December 13 - Bell Witch
January 17 - Tool
January 26 - Sleep
January 27 - Sleep
February 13 - Black Sabbath
March 23 - Abbath/High On Fire/Skeletonwitch/Tribulation
March 24 - David Gilmour
May 13 - The Cure
My favorite thing making the rounds on the Republican Twittersphere in a long time: a website that "fixes" polling results by changing the samples to account for more Republicans. Because polling now has a liberal bias.
This is not at all a conspiracy theory. I don't do conspiracy theories. This is a very well designed, well planned and they hope, brilliantly executed plan to help President Obama win a second term. The mainstream media has no intentions of sitting on the sidelines and merely objectively reporting the news of the election contest while watching Barack Obama become another Jimmy Carter. They will create the perception, via skewed polls, that Obama is winning and then hope the campaign can take advantage of this perception and steal enough votes to actually win the election. Then the perception, and the polls, will validate the stolen election and make it look all so plausible and realistic. If you don't believe they are doing this, then ask yourself how a president who is doing worse economically than Jimmy Carter was can somehow be reelected?
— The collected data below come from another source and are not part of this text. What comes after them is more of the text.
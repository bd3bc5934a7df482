//! Time source injected into every component that reasons about expiry.

use chrono::{DateTime, Duration, Utc};
use std::sync::Mutex;

/// Port for getting the current instant
pub trait Clock: Send + Sync {
    fn now(&self) -> DateTime<Utc>;
}

/// System clock using the OS time
#[derive(Debug, Clone, Copy, Default)]
pub struct SystemClock;

impl SystemClock {
    pub fn new() -> Self {
        Self
    }
}

impl Clock for SystemClock {
    fn now(&self) -> DateTime<Utc> {
        Utc::now()
    }
}

/// Clock that only moves when told to
#[derive(Debug)]
pub struct ManualClock {
    current: Mutex<DateTime<Utc>>,
}

impl ManualClock {
    pub fn new(start: DateTime<Utc>) -> Self {
        Self {
            current: Mutex::new(start),
        }
    }

    /// Start at the current wall-clock second
    pub fn starting_now() -> Self {
        let now = Utc::now();
        Self::new(now - Duration::nanoseconds(i64::from(now.timestamp_subsec_nanos())))
    }

    pub fn set(&self, instant: DateTime<Utc>) {
        *self.lock() = instant;
    }

    pub fn advance(&self, by: Duration) {
        let mut current = self.lock();
        *current += by;
    }

    pub fn advance_ms(&self, ms: i64) {
        self.advance(Duration::milliseconds(ms));
    }

    fn lock(&self) -> std::sync::MutexGuard<'_, DateTime<Utc>> {
        // A panicking holder cannot leave a DateTime half-written
        self.current.lock().unwrap_or_else(|poisoned| poisoned.into_inner())
    }
}

impl Clock for ManualClock {
    fn now(&self) -> DateTime<Utc> {
        *self.lock()
    }
}
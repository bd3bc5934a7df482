//! Configuration error types shared by every crate in the workspace.
//!
//! These errors are raised while validating configuration at startup. A process
//! that receives one of them must refuse to start.

use thiserror::Error;

/// Startup-fatal configuration errors
#[derive(Error, Debug, Clone, PartialEq, Eq)]
pub enum ConfigError {
    #[error("JWT secret must not be empty")]
    EmptySecret,

    #[error("JWT secret is too short: {actual} bytes (minimum: {minimum})")]
    WeakSecret { actual: usize, minimum: usize },

    #[error("Access token lifetime too short: {actual_ms}ms (minimum: {minimum_ms}ms)")]
    AccessLifetimeTooShort { actual_ms: i64, minimum_ms: i64 },

    #[error("Refresh token lifetime too short: {actual_ms}ms (minimum: {minimum_ms}ms)")]
    RefreshLifetimeTooShort { actual_ms: i64, minimum_ms: i64 },

    #[error("{class} token lifetime too long: {actual_ms}ms (maximum: {maximum_ms}ms)")]
    LifetimeTooLong {
        class: &'static str,
        actual_ms: i64,
        maximum_ms: i64,
    },

    #[error("Invalid value for {field}: {message}")]
    InvalidValue { field: String, message: String },
}

impl ConfigError {
    /// Shorthand for an out-of-range or unparsable field
    pub fn invalid(field: impl Into<String>, message: impl Into<String>) -> Self {
        Self::InvalidValue {
            field: field.into(),
            message: message.into(),
        }
    }
}

/// Result alias for configuration validation
pub type ConfigResult<T> = Result<T, ConfigError>;
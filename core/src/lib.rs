//! # AuthGate Core
//!
//! Token lifecycle and revocation for AuthGate.
//! This crate contains the token and user entities, the token and
//! authentication services, the store interfaces they depend on, and the
//! error types shared across them.

pub mod domain;
pub mod errors;
pub mod repositories;
pub mod services;

// Re-export commonly used types for convenience
pub use domain::entities::{
    ClaimValue, Claims, ExtraClaims, Identity, Principal, RevocationRecord, Role, TokenClass,
    TokenPair, User,
};
pub use domain::value_objects::{
    AuthResponse, LogoutConfirmation, RefreshResponse, RegisterRequest, UserProfile,
};
pub use errors::{AuthError, DomainError, DomainResult, StoreError, TokenError};
pub use repositories::{
    MemoryRevocationStore, MemoryUserDirectory, RevocationStore, StoreResult, UserDirectory,
};
pub use services::{
    AdmissionControl, AuthService, AuthServiceConfig, CleanupConfig, CleanupHandle,
    CleanupResult, CleanupScheduler, Clock, IntervalTicker, ManualClock, PasswordVerifier,
    SystemClock, Ticker, TokenBucketLimiter, TokenService, TokenServiceConfig,
};
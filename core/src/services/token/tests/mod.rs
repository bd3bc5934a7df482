//! Tests for the token service

#[cfg(test)]
mod cleanup_tests;
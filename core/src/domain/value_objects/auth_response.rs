//! Authentication flow responses.

use chrono::{DateTime, Utc};
use serde::{Deserialize, Serialize};
use std::collections::BTreeSet;
use uuid::Uuid;

use crate::domain::entities::token::TokenPair;
use crate::domain::entities::user::{Role, User};

/// Public view of a user, safe to hand back to the client
#[derive(Debug, Clone, Serialize, Deserialize, PartialEq, Eq)]
pub struct UserProfile {
    pub id: Uuid,
    pub username: String,
    pub email: String,
    pub roles: BTreeSet<Role>,
    pub active: bool,
    pub created_at: DateTime<Utc>,
    pub last_active: Option<DateTime<Utc>>,
}

impl From<&User> for UserProfile {
    fn from(user: &User) -> Self {
        Self {
            id: user.id,
            username: user.username.clone(),
            email: user.email.clone(),
            roles: user.roles.clone(),
            active: user.active,
            created_at: user.created_at,
            last_active: user.last_active,
        }
    }
}

/// Result of a successful register or login
#[derive(Debug, Clone, Serialize, Deserialize, PartialEq, Eq)]
pub struct AuthResponse {
    /// Bearer token for API authentication
    pub access_token: String,

    /// Token for obtaining new access tokens
    pub refresh_token: String,

    pub profile: UserProfile,
}

impl AuthResponse {
    pub fn new(tokens: TokenPair, user: &User) -> Self {
        Self {
            access_token: tokens.access_token,
            refresh_token: tokens.refresh_token,
            profile: UserProfile::from(user),
        }
    }
}

/// Result of a successful refresh
#[derive(Debug, Clone, Serialize, Deserialize, PartialEq, Eq)]
pub struct RefreshResponse {
    pub access_token: String,

    /// Same as the presented token unless rotation is enabled
    pub refresh_token: String,
}

/// Result of a successful logout
#[derive(Debug, Clone, Serialize, Deserialize, PartialEq, Eq)]
pub struct LogoutConfirmation {
    pub message: String,
}

impl Default for LogoutConfirmation {
    fn default() -> Self {
        Self {
            message: "Logout successful".to_string(),
        }
    }
}
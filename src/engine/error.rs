use std::fmt;

use thiserror::Error;
use ulid::Ulid;

/// Admission rule that rejected a candidate.
#[derive(Debug, Clone, Copy, PartialEq, Eq, Hash)]
pub enum PolicyRule {
    TooShort,
    TooLong,
    InThePast,
    BeforeAvailableFrom,
    AfterAvailableUntil,
    OutsideOpeningHours,
}

impl PolicyRule {
    /// Stable message key for caller-facing translation.
    pub fn code(&self) -> &'static str {
        match self {
            PolicyRule::TooShort => "error.reservation.too_short",
            PolicyRule::TooLong => "error.reservation.too_long",
            PolicyRule::InThePast => "error.reservation.past_time",
            PolicyRule::BeforeAvailableFrom => "error.reservation.before_open",
            PolicyRule::AfterAvailableUntil => "error.reservation.after_close",
            PolicyRule::OutsideOpeningHours => "error.reservation.outside_open",
        }
    }
}

impl fmt::Display for PolicyRule {
    fn fmt(&self, f: &mut fmt::Formatter<'_>) -> fmt::Result {
        let msg = match self {
            PolicyRule::TooShort => "shorter than the shop minimum",
            PolicyRule::TooLong => "longer than the shop maximum",
            PolicyRule::InThePast => "starts in the past",
            PolicyRule::BeforeAvailableFrom => "starts before the shop opens for bookings",
            PolicyRule::AfterAvailableUntil => "starts after the shop closes for bookings",
            PolicyRule::OutsideOpeningHours => "outside the opening hours",
        };
        f.write_str(msg)
    }
}

#[derive(Debug, Clone, Copy, PartialEq, Eq, Hash)]
pub enum ForbiddenReason {
    /// Non-privileged actor touching someone else's reservation.
    NotOwner,
    /// Non-privileged actor touching a validated reservation.
    Validated,
    /// Operation reserved to administrators.
    PrivilegeRequired,
    /// Non-privileged actor booking on behalf of another user.
    OtherUser,
}

impl fmt::Display for ForbiddenReason {
    fn fmt(&self, f: &mut fmt::Formatter<'_>) -> fmt::Result {
        let msg = match self {
            ForbiddenReason::NotOwner => "reservation belongs to another user",
            ForbiddenReason::Validated => "reservation is validated",
            ForbiddenReason::PrivilegeRequired => "administrator privilege required",
            ForbiddenReason::OtherUser => "cannot book for another user",
        };
        f.write_str(msg)
    }
}

#[derive(Debug, Error)]
pub enum EngineError {
    #[error("not found: {0}")]
    NotFound(Ulid),
    #[error("already exists: {0}")]
    AlreadyExists(Ulid),
    #[error("policy violation: {0}")]
    PolicyViolation(PolicyRule),
    #[error("capacity {capacity} exceeded: occupancy would reach {peak}")]
    CapacityExceeded { capacity: u32, peak: u32 },
    #[error("user already holds overlapping reservation {0}")]
    SameUserConflict(Ulid),
    #[error("forbidden: {0}")]
    Forbidden(ForbiddenReason),
    #[error("invalid shop: {0}")]
    InvalidShop(&'static str),
    #[error("invalid opening window: {0}")]
    InvalidWindow(&'static str),
    #[error("invalid argument: {0}")]
    InvalidArgument(&'static str),
    #[error("limit exceeded: {0}")]
    LimitExceeded(&'static str),
    #[error("admission for shop {admitted} cannot commit in shop {transaction}")]
    WrongShop { admitted: Ulid, transaction: Ulid },
    #[error("WAL error: {0}")]
    WalError(String),
}

impl EngineError {
    /// Stable message key, where one exists.
    pub fn code(&self) -> &'static str {
        match self {
            EngineError::NotFound(_) => "error.not_found",
            EngineError::PolicyViolation(rule) => rule.code(),
            EngineError::CapacityExceeded { .. } | EngineError::SameUserConflict(_) => {
                "error.reservation.overlap"
            }
            EngineError::Forbidden(ForbiddenReason::Validated) => {
                "error.reservation.cant_update_validated"
            }
            EngineError::Forbidden(_) => "error.forbidden",
            _ => "error.internal",
        }
    }
}
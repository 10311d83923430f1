use chrono::{Duration, NaiveDateTime, NaiveTime, Timelike, Weekday};
use serde::{Deserialize, Serialize};
use ulid::Ulid;

/// Naive local wall-clock time. The only instant type.
pub type Ts = NaiveDateTime;

/// Half-open interval `[start, end)`.
#[derive(Debug, Clone, Copy, PartialEq, Eq, Hash, Serialize, Deserialize)]
pub struct Span {
    pub start: Ts,
    pub end: Ts,
}

impl Span {
    pub fn new(start: Ts, end: Ts) -> Self {
        debug_assert!(start < end, "Span start must be before end");
        Self { start, end }
    }

    /// Build `[start, start + minutes)`. Returns `None` for a non-positive length.
    pub fn from_minutes(start: Ts, minutes: i64) -> Option<Self> {
        if minutes <= 0 {
            return None;
        }
        let end = start.checked_add_signed(Duration::try_minutes(minutes)?)?;
        Some(Self { start, end })
    }

    pub fn duration_minutes(&self) -> i64 {
        (self.end - self.start).num_minutes()
    }

    pub fn overlaps(&self, other: &Span) -> bool {
        self.start < other.end && other.start < self.end
    }

    pub fn contains_instant(&self, t: Ts) -> bool {
        self.start <= t && t < self.end
    }
}

/// Drop seconds and sub-second precision. Bookings are made on whole minutes.
pub fn truncate_to_minute(t: Ts) -> Ts {
    t.with_second(0)
        .and_then(|t| t.with_nanosecond(0))
        .unwrap_or(t)
}

/// Who is asking. Identity is established upstream; the core only trusts these two fields.
#[derive(Debug, Clone, Copy, PartialEq, Eq, Serialize, Deserialize)]
pub struct Actor {
    pub user_id: Ulid,
    /// Administrators may bypass admission rules and act on any reservation.
    pub privileged: bool,
}

impl Actor {
    pub fn user(user_id: Ulid) -> Self {
        Self { user_id, privileged: false }
    }

    pub fn admin(user_id: Ulid) -> Self {
        Self { user_id, privileged: true }
    }
}

/// Weekly recurring opening window. Disabled unless `start_time < end_time`.
#[derive(Debug, Clone, PartialEq, Eq, Serialize, Deserialize)]
pub struct OpeningWindow {
    pub id: Ulid,
    pub weekday: Weekday,
    pub start_time: NaiveTime,
    pub end_time: NaiveTime,
}

impl OpeningWindow {
    pub fn new(weekday: Weekday, start_time: NaiveTime, end_time: NaiveTime) -> Self {
        Self {
            id: Ulid::new(),
            weekday,
            start_time,
            end_time,
        }
    }

    pub fn is_enabled(&self) -> bool {
        self.start_time < self.end_time
    }

    /// Same weekday and intersecting time ranges.
    pub fn overlaps(&self, other: &OpeningWindow) -> bool {
        self.weekday == other.weekday
            && self.start_time < other.end_time
            && other.start_time < self.end_time
    }
}

/// Capacity resource descriptor.
#[derive(Debug, Clone, PartialEq, Eq, Serialize, Deserialize)]
pub struct Shop {
    pub id: Ulid,
    pub name: String,
    /// Max concurrent occupants.
    pub capacity: u32,
    /// Minutes.
    pub min_duration: u32,
    /// Minutes.
    pub max_duration: u32,
    pub available_from: Ts,
    pub available_until: Ts,
    pub windows: Vec<OpeningWindow>,
}

#[derive(Debug, Clone, Copy, PartialEq, Eq, Hash, Serialize, Deserialize)]
pub enum ReservationStatus {
    /// Bookable and mutable by its owner.
    Active,
    /// Confirmed by an administrator; frozen for everyone else.
    Validated,
}

#[derive(Debug, Clone, PartialEq, Eq, Serialize, Deserialize)]
pub struct Reservation {
    pub id: Ulid,
    pub shop_id: Ulid,
    pub user_id: Ulid,
    pub span: Span,
    pub status: ReservationStatus,
    pub created_at: Ts,
    pub updated_at: Ts,
}

impl Reservation {
    pub fn is_validated(&self) -> bool {
        self.status == ReservationStatus::Validated
    }
}

/// Mutable fields of a shop. Opening windows are managed separately.
#[derive(Debug, Clone, PartialEq, Eq, Serialize, Deserialize)]
pub struct ShopSettings {
    pub name: String,
    pub capacity: u32,
    pub min_duration: u32,
    pub max_duration: u32,
    pub available_from: Ts,
    pub available_until: Ts,
}

#[derive(Debug, Clone)]
pub struct ShopState {
    pub shop: Shop,
    /// All live reservations, sorted by `span.start`.
    pub reservations: Vec<Reservation>,
    /// Set under the write lock when the shop is deleted; late lockers must bail out.
    pub retired: bool,
}

impl ShopState {
    pub fn new(shop: Shop) -> Self {
        Self {
            shop,
            reservations: Vec::new(),
            retired: false,
        }
    }

    /// Insert reservation maintaining sort order by span.start.
    pub fn insert_reservation(&mut self, reservation: Reservation) {
        let pos = self
            .reservations
            .partition_point(|r| r.span.start <= reservation.span.start);
        self.reservations.insert(pos, reservation);
    }

    pub fn remove_reservation(&mut self, id: Ulid) -> Option<Reservation> {
        let pos = self.reservations.iter().position(|r| r.id == id)?;
        Some(self.reservations.remove(pos))
    }

    pub fn reservation(&self, id: &Ulid) -> Option<&Reservation> {
        self.reservations.iter().find(|r| r.id == *id)
    }

    /// Return only reservations whose span overlaps the query window.
    /// Uses binary search to skip reservations starting at or after `query.end`.
    pub fn overlapping(&self, query: &Span) -> impl Iterator<Item = &Reservation> {
        let right_bound = self
            .reservations
            .partition_point(|r| r.span.start < query.end);
        self.reservations[..right_bound]
            .iter()
            .filter(move |r| r.span.end > query.start)
    }
}

/// The event types, flat. This is the WAL record format.
#[derive(Debug, Clone, PartialEq, Eq, Serialize, Deserialize)]
pub enum Event {
    ShopCreated {
        shop: Shop,
    },
    ShopUpdated {
        id: Ulid,
        settings: ShopSettings,
    },
    ShopDeleted {
        id: Ulid,
    },
    WindowAdded {
        shop_id: Ulid,
        window: OpeningWindow,
    },
    WindowUpdated {
        shop_id: Ulid,
        window: OpeningWindow,
    },
    WindowRemoved {
        shop_id: Ulid,
        id: Ulid,
    },
    ReservationCreated {
        reservation: Reservation,
    },
    /// Full replacement: moves, validation and reassignment all land here.
    ReservationUpdated {
        reservation: Reservation,
    },
    ReservationCancelled {
        id: Ulid,
        shop_id: Ulid,
    },
}

impl Event {
    pub fn shop_id(&self) -> Ulid {
        match self {
            Event::ShopCreated { shop } => shop.id,
            Event::ShopUpdated { id, .. } | Event::ShopDeleted { id } => *id,
            Event::WindowAdded { shop_id, .. }
            | Event::WindowUpdated { shop_id, .. }
            | Event::WindowRemoved { shop_id, .. }
            | Event::ReservationCancelled { shop_id, .. } => *shop_id,
            Event::ReservationCreated { reservation }
            | Event::ReservationUpdated { reservation } => reservation.shop_id,
        }
    }
}

// ── Query types ──────────────────────────────────────────────────

#[derive(Debug, Clone, Default, PartialEq, Eq)]
pub struct SearchFilter {
    pub shop_id: Option<Ulid>,
    pub user_id: Option<Ulid>,
    /// Monday of the week to restrict to (by reservation start).
    pub week_of: Option<chrono::NaiveDate>,
}

/// Who holds a planned slot, as far as the viewer is allowed to know.
#[derive(Debug, Clone, Copy, PartialEq, Eq)]
pub enum Booker {
    /// The viewer's own reservation.
    You,
    /// Another user, named for administrators only.
    User(Ulid),
    /// Another user, hidden from regular viewers.
    Someone,
}

/// A reservation as shown on a weekly planning.
#[derive(Debug, Clone, PartialEq, Eq)]
pub struct PlannedSlot {
    pub id: Ulid,
    pub span: Span,
    pub validated: bool,
    pub booker: Booker,
}

impl PlannedSlot {
    pub fn view(reservation: &Reservation, viewer: &Actor) -> Self {
        let booker = if reservation.user_id == viewer.user_id {
            Booker::You
        } else if viewer.privileged {
            Booker::User(reservation.user_id)
        } else {
            Booker::Someone
        };
        Self {
            id: reservation.id,
            span: reservation.span,
            validated: reservation.is_validated(),
            booker,
        }
    }
}

/// One day of a shop's weekly planning.
#[derive(Debug, Clone, PartialEq, Eq)]
pub struct DayPlan {
    pub date: chrono::NaiveDate,
    /// Slots starting that day, by start. A slot running past midnight is
    /// listed on its start day only.
    pub slots: Vec<PlannedSlot>,
}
It's not a conspiracy. It's a well planned plan.
It looks like a big thing they're doing is deciding for the undecideds, 3 to 1 (or more) for Romney.
In one of the other explanations he uses 80%.As former Clinton political consultant Dick Morris and others have pointed out, the undecided vote in a presidential election will always heavily favor the challenging candidate by election day. A reasonable figure to use as a factor on this is to estimate that approximately 75 percent of the current undecided voters, who are voters that have already decided they will not vote for Barack Obama but have not finalized a decision to vote for Mitt Romney, will break for Romney at some time between now and election day.